Supplied entries:
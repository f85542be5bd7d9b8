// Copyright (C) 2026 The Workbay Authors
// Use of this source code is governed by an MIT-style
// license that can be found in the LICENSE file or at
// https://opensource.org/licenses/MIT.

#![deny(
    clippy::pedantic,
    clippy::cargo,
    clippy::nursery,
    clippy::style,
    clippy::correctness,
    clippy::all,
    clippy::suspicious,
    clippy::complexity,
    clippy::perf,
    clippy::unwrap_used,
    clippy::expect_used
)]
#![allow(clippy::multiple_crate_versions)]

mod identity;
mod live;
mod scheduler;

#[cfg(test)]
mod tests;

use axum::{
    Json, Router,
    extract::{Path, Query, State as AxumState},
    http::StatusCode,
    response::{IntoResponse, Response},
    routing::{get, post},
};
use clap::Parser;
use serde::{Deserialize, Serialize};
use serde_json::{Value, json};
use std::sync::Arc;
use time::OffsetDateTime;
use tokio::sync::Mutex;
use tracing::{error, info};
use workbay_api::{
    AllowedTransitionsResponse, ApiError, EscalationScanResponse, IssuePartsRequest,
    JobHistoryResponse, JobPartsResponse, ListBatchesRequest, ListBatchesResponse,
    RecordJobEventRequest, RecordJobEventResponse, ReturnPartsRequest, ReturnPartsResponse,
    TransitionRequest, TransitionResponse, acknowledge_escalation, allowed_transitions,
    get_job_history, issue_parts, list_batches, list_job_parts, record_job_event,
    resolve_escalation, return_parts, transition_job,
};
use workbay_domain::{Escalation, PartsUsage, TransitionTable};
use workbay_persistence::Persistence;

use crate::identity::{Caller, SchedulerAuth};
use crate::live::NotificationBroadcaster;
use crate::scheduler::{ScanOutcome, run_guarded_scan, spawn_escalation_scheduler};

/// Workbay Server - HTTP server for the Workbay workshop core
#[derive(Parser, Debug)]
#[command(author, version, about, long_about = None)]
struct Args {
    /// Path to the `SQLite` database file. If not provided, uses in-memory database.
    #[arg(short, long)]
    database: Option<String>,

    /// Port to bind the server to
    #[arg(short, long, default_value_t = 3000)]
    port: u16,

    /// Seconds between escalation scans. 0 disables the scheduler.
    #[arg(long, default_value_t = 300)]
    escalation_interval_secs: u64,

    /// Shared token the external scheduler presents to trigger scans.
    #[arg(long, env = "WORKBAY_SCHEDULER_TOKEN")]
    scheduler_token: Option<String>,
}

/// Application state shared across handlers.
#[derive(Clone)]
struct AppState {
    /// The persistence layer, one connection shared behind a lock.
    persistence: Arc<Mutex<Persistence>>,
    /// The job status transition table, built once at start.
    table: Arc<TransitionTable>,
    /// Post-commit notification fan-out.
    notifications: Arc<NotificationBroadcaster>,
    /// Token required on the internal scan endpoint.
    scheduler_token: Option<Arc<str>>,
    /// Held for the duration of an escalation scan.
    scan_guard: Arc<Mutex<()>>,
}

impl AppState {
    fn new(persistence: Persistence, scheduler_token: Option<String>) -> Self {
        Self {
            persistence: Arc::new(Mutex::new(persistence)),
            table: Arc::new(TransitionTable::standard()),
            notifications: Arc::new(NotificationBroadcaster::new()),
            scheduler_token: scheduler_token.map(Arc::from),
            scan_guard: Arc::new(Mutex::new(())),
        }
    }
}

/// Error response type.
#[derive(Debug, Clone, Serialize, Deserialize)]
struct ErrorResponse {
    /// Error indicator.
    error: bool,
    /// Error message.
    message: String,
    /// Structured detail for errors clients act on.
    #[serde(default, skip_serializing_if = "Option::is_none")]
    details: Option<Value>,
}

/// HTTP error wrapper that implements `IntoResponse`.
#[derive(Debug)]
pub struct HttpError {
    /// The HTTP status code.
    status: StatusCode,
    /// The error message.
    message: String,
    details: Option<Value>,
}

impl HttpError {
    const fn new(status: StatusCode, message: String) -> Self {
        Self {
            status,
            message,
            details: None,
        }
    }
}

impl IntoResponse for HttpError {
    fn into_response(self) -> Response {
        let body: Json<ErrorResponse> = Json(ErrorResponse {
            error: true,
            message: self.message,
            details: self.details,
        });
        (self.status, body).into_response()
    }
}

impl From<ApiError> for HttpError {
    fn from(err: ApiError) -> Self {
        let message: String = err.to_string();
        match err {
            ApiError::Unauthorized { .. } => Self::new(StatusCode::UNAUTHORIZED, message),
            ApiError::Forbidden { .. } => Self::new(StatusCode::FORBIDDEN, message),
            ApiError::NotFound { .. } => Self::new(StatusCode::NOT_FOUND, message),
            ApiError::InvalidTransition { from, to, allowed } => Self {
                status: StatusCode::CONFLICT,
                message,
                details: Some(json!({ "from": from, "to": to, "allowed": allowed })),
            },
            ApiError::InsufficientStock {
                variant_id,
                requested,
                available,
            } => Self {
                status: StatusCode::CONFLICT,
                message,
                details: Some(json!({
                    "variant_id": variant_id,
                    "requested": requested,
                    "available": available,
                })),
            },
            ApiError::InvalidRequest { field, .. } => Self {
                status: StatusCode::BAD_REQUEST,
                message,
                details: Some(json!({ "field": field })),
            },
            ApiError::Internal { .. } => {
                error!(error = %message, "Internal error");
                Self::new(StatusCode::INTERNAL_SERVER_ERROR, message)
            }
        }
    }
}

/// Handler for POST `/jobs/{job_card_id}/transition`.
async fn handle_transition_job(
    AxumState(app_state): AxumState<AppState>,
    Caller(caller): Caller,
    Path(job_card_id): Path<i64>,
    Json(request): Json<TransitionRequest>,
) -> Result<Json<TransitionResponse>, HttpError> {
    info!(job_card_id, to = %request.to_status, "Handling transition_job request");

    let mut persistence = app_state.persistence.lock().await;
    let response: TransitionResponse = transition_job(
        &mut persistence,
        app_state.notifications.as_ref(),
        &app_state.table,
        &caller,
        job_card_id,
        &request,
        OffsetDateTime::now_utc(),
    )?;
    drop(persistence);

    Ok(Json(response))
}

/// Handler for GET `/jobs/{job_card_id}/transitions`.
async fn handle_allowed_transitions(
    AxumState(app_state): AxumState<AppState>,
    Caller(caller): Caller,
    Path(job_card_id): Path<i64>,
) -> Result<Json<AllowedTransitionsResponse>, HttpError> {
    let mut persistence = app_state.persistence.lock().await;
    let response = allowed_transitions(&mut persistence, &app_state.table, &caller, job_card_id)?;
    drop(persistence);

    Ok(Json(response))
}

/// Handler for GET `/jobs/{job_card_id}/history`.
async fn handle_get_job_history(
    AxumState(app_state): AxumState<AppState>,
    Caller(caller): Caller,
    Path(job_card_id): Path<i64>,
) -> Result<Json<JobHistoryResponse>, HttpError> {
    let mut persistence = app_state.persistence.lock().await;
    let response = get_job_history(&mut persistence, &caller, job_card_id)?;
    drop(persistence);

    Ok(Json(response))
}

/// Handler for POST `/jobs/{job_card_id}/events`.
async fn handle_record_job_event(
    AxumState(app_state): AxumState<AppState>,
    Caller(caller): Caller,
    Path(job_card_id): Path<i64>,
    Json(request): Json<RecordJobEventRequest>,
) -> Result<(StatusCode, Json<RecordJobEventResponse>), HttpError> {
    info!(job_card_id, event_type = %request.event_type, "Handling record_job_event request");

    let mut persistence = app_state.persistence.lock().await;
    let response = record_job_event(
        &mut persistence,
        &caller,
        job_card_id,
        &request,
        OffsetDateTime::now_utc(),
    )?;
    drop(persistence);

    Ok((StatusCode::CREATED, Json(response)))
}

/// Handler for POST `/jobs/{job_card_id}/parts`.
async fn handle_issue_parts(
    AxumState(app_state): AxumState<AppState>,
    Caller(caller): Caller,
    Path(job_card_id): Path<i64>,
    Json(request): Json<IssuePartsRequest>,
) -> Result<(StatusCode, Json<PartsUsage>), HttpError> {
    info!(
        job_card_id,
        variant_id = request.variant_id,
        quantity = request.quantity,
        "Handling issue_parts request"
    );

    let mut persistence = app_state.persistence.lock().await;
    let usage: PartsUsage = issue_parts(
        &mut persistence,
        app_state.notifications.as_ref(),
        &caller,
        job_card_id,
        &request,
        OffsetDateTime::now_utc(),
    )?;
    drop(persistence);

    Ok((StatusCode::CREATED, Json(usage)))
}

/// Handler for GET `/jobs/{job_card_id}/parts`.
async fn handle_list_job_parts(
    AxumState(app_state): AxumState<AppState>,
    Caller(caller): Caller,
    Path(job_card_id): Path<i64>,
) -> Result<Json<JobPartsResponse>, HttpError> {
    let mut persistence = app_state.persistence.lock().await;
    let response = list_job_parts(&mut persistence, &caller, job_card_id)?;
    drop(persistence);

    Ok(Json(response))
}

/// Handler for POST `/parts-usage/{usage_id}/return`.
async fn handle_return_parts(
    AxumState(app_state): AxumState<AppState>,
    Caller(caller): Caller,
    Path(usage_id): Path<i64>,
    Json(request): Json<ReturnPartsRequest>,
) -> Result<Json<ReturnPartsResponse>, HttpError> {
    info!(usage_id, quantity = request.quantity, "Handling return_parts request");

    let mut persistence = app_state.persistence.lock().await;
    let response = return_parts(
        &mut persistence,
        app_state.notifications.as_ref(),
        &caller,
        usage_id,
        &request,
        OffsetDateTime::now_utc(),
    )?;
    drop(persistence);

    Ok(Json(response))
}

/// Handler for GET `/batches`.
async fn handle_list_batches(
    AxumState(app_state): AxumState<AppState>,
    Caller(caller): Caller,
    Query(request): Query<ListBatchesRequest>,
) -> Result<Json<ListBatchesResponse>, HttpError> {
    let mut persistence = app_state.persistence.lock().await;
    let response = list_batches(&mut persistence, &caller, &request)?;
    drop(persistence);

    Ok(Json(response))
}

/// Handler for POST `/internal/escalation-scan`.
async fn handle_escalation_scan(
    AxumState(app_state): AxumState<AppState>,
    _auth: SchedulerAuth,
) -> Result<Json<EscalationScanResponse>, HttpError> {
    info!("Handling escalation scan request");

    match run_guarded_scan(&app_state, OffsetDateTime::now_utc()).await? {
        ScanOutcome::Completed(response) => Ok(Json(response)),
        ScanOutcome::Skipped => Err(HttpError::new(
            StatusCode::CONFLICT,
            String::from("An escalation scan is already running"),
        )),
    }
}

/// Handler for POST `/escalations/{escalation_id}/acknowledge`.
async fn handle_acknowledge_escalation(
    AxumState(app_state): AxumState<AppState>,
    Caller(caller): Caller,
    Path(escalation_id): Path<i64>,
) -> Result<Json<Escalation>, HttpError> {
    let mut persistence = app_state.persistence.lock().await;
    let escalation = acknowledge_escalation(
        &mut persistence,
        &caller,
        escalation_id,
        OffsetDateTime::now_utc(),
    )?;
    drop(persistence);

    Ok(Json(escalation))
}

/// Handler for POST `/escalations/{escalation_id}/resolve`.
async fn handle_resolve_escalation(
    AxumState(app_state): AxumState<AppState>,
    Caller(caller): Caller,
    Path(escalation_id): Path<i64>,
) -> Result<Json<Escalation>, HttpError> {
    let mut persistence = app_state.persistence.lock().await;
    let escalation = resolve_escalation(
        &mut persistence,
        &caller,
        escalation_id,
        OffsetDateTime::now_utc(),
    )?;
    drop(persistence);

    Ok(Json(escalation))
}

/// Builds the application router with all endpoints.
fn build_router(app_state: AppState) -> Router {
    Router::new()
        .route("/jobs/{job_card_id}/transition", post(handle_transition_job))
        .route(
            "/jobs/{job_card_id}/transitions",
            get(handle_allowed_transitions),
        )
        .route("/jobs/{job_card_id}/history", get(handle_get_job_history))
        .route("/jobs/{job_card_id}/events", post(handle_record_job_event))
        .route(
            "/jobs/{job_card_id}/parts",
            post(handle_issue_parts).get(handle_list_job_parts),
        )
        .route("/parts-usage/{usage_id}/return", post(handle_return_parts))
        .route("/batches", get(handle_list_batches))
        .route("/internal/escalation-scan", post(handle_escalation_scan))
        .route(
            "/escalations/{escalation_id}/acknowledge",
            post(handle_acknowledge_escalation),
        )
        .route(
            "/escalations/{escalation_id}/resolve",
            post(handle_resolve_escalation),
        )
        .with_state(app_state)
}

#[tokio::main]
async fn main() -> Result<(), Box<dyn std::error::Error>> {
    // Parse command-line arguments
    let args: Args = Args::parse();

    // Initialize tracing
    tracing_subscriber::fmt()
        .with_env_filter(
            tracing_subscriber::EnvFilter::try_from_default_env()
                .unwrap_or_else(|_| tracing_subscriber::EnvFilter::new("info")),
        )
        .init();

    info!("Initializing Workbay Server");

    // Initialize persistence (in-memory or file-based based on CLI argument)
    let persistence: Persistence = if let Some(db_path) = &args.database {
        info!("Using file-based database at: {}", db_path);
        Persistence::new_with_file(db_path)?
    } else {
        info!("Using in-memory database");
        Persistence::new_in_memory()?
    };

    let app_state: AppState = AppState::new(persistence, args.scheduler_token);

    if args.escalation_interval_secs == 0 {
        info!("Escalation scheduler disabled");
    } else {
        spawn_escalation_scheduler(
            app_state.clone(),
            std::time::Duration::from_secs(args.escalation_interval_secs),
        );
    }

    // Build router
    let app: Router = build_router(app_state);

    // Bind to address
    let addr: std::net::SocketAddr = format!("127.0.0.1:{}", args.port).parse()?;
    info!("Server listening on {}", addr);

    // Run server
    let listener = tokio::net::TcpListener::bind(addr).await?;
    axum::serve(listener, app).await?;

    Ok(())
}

What to produce: Look through the entries. Copy out each line with "EnvFilter" in it.

Solution for this exercise:
            tracing_subscriber::EnvFilter::try_from_default_env()
                .unwrap_or_else(|_| tracing_subscriber::EnvFilter::new("info")),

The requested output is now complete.